Possible Scenarios in the Regional Security Subcomplex of the Western Balkans - Necessity of Cooperation 

Regarding the possible scenarios that are determined by the patterns of friendship and hostility in WBSC, Lipovac (2016) identifies three possible options:

  • return to conflict formation (return to the 1990s),
  • maintaining the security regime (status quo),
  • building a security community (improving regional cooperation). 

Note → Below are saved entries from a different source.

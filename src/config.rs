//! Application configuration.
//!
//! [`AppConfig`] is built in code with its builder methods or read from a
//! RON file. Every field has a default, so a file only needs the values it
//! changes:
//!
//! ```ron
//! (
//!     title: "Terrasphere",
//!     rebirth_texture: "/srv/textures/earth-burning.jpg",
//!     timings: (fade_delay: 3.0),
//! )
//! ```

use std::path::Path;

use serde::{Deserialize, Serialize};

/// Name of the config file looked up in the working directory.
pub const CONFIG_FILE: &str = "terrasphere.ron";

/// Errors that can occur when loading or saving configuration.
#[derive(Debug, thiserror::Error)]
pub enum ConfigError {
    /// Failed to read the config file from disk.
    #[error("failed to read config: {0}")]
    Read(#[source] std::io::Error),

    /// Failed to parse RON content.
    #[error("failed to parse config: {0}")]
    Parse(#[source] ron::error::SpannedError),

    /// Failed to serialize config to RON.
    #[error("failed to serialize config: {0}")]
    Serialize(#[source] ron::Error),
}

/// Durations, in seconds, of every scripted animation.
#[derive(Clone, Debug, PartialEq, Serialize, Deserialize)]
#[serde(default)]
pub struct Timings {
    /// Entry animation: the globe growing in at startup.
    pub intro: f32,
    /// Color tween started by each pointer move while dragging.
    pub drag: f32,
    /// Outgoing globe shrinking away.
    pub shrink: f32,
    /// Explore globe growing back in.
    pub grow: f32,
    /// One cycle of the create globe's spin.
    pub spin_period: f32,
    /// Full turns per spin cycle.
    pub spin_turns: f32,
    /// Create globe turning red.
    pub redden: f32,
    /// Wait before the create globe starts fading out.
    pub fade_delay: f32,
    /// Create globe fading out.
    pub fade: f32,
    /// Rebirth globe fading in.
    pub rebirth_fade: f32,
}

impl Default for Timings {
    fn default() -> Self {
        Self {
            intro: 1.0,
            drag: 0.5,
            shrink: 1.0,
            grow: 1.0,
            spin_period: 7.0,
            spin_turns: 25.0,
            redden: 5.0,
            fade_delay: 5.0,
            fade: 2.0,
            rebirth_fade: 1.0,
        }
    }
}

/// Configuration for the app window and the globe.
#[derive(Clone, Debug, PartialEq, Serialize, Deserialize)]
#[serde(default)]
pub struct AppConfig {
    pub title: String,
    pub width: u32,
    pub height: u32,
    /// Image wrapped around the globe by both transitions. URL or path.
    pub surface_texture: String,
    /// Image of the globe that fades in at the end of the create transition.
    pub rebirth_texture: String,
    /// Camera distance from the globe, restored by every transition.
    pub camera_distance: f32,
    /// Vertical field of view in degrees.
    pub fov: f32,
    /// Orbit auto-rotation; `1.0` is one orbit per minute, `0.0` stops it.
    pub auto_rotate_speed: f32,
    /// Orbit damping factor, `0.0` disables damping.
    pub damping: f32,
    /// Ignore transition triggers while one is already playing.
    pub serialize_transitions: bool,
    pub timings: Timings,
}

impl Default for AppConfig {
    fn default() -> Self {
        Self {
            title: "Terrasphere".to_string(),
            width: 1280,
            height: 720,
            surface_texture: "https://threejs.org/examples/textures/land_ocean_ice_cloud_2048.jpg"
                .to_string(),
            rebirth_texture: "./assets/earth-burning.jpg".to_string(),
            camera_distance: 20.0,
            fov: 45.0,
            auto_rotate_speed: 5.0,
            damping: 0.05,
            serialize_transitions: true,
            timings: Timings::default(),
        }
    }
}

impl AppConfig {
    pub fn new() -> Self {
        Self::default()
    }

    pub fn title(mut self, title: impl Into<String>) -> Self {
        self.title = title.into();
        self
    }

    pub fn size(mut self, width: u32, height: u32) -> Self {
        self.width = width;
        self.height = height;
        self
    }

    pub fn surface_texture(mut self, source: impl Into<String>) -> Self {
        self.surface_texture = source.into();
        self
    }

    pub fn rebirth_texture(mut self, source: impl Into<String>) -> Self {
        self.rebirth_texture = source.into();
        self
    }

    pub fn camera_distance(mut self, distance: f32) -> Self {
        self.camera_distance = distance;
        self
    }

    pub fn serialize_transitions(mut self, serialize: bool) -> Self {
        self.serialize_transitions = serialize;
        self
    }

    pub fn timings(mut self, timings: Timings) -> Self {
        self.timings = timings;
        self
    }

    /// Parse a RON document. Missing fields take their defaults.
    pub fn from_ron_str(ron_str: &str) -> Result<Self, ConfigError> {
        ron::from_str(ron_str).map_err(ConfigError::Parse)
    }

    pub fn to_ron_string(&self) -> Result<String, ConfigError> {
        let pretty = ron::ser::PrettyConfig::new().depth_limit(2);
        ron::ser::to_string_pretty(self, pretty).map_err(ConfigError::Serialize)
    }

    /// Read a RON config file.
    pub fn load(path: &Path) -> Result<Self, ConfigError> {
        let contents = std::fs::read_to_string(path).map_err(ConfigError::Read)?;
        let config = Self::from_ron_str(&contents)?;
        log::info!("Loaded config from {}", path.display());
        Ok(config)
    }
}

#[cfg(test)]
mod tests {
    use super::*;

    #[test]
    fn default_values() {
        let config = AppConfig::default();
        assert_eq!(config.camera_distance, 20.0);
        assert_eq!(config.fov, 45.0);
        assert_eq!(config.auto_rotate_speed, 5.0);
        assert!(config.serialize_transitions);
        assert_eq!(config.rebirth_texture, "./assets/earth-burning.jpg");
        assert_eq!(config.timings.shrink, 1.0);
        assert_eq!(config.timings.fade_delay, 5.0);
    }

    #[test]
    fn ron_round_trip() {
        let config = AppConfig::new()
            .title("Test")
            .size(640, 480)
            .serialize_transitions(false);
        let ron_str = config.to_ron_string().unwrap();
        assert_eq!(AppConfig::from_ron_str(&ron_str).unwrap(), config);
    }

    #[test]
    fn partial_document_uses_defaults() {
        let config =
            AppConfig::from_ron_str("(title: \"Partial\", timings: (fade: 4.5))").unwrap();
        assert_eq!(config.title, "Partial");
        assert_eq!(config.width, 1280);
        assert_eq!(config.timings.fade, 4.5);
        assert_eq!(config.timings.redden, 5.0);
    }

    #[test]
    fn invalid_ron_is_a_parse_error() {
        let result = AppConfig::from_ron_str("{{not valid}}");
        assert!(matches!(result, Err(ConfigError::Parse(_))));
    }

    #[test]
    fn missing_file_is_a_read_error() {
        let result = AppConfig::load(Path::new("no/such/terrasphere.ron"));
        assert!(matches!(result, Err(ConfigError::Read(_))));
    }
}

When it comes to the first scenario, we can say without any hesitation that the shadows of the 1990s and even the 1940s still stand over the Western Balkans. However, we do not have to go so far into the past to notice events that hide the potential to, with the inevitable influence of key international actors, grow into a conflict formation.  For example, the constitutional-political struggle between political Sarajevo and political Banja Luka does not abate. This, again, leads us to the conclusion that Serbia and Croatia, as signatories and guarantors of the Dayton Agreement, will not be able to stand aside all the time. At the same time, the relations between these two countries are still burdened with old animosities and unresolved issues from the past, which further complicates the situation.  Removal of Cyrillic inscriptions in Vukovar, ambivalent attitude of the Croatian authorities on the use of Ustasha insignia and greetings, etc. are just some of the burning topics. On the other hand, the perception of war during the nineties which is present in Serbia does not fully contribute to the reconciliation process, convicted war criminals are present in media and shaping public opinion in Serbia. Cooperation between Serbia and Croatia is a key milestone for the successful EU integration process of Serbia and reconciliation. Economic cooperation between Serbia and Croatia is very significant, so there is a huge potential for the two countries to continue their cooperation as EU members.  Furthermore, events such as the murder of Oliver Ivanovic, all events related to the introduction of taxes on goods from Serbia, incursions of "ROSU" and arrests of Serbs in northern Kosovo, the transformation of Kosovo's security forces into armed forces - the so-called. Kosovo Army, etc. (Đukić, 2019). In addition to all that, hate speech and war-inciting rhetoric are still present in the Western Balkan media, but, unfortunately, also in scientific journalism. Human rights can never be given the necessary level of protection, and civilian control over the security services is inadequate. Crime and corruption, social inequalities, and an insufficiently high standard of living can be generators of social unrest. All this leads us to the conclusion that the Western Balkans still have a high potential for conflict. 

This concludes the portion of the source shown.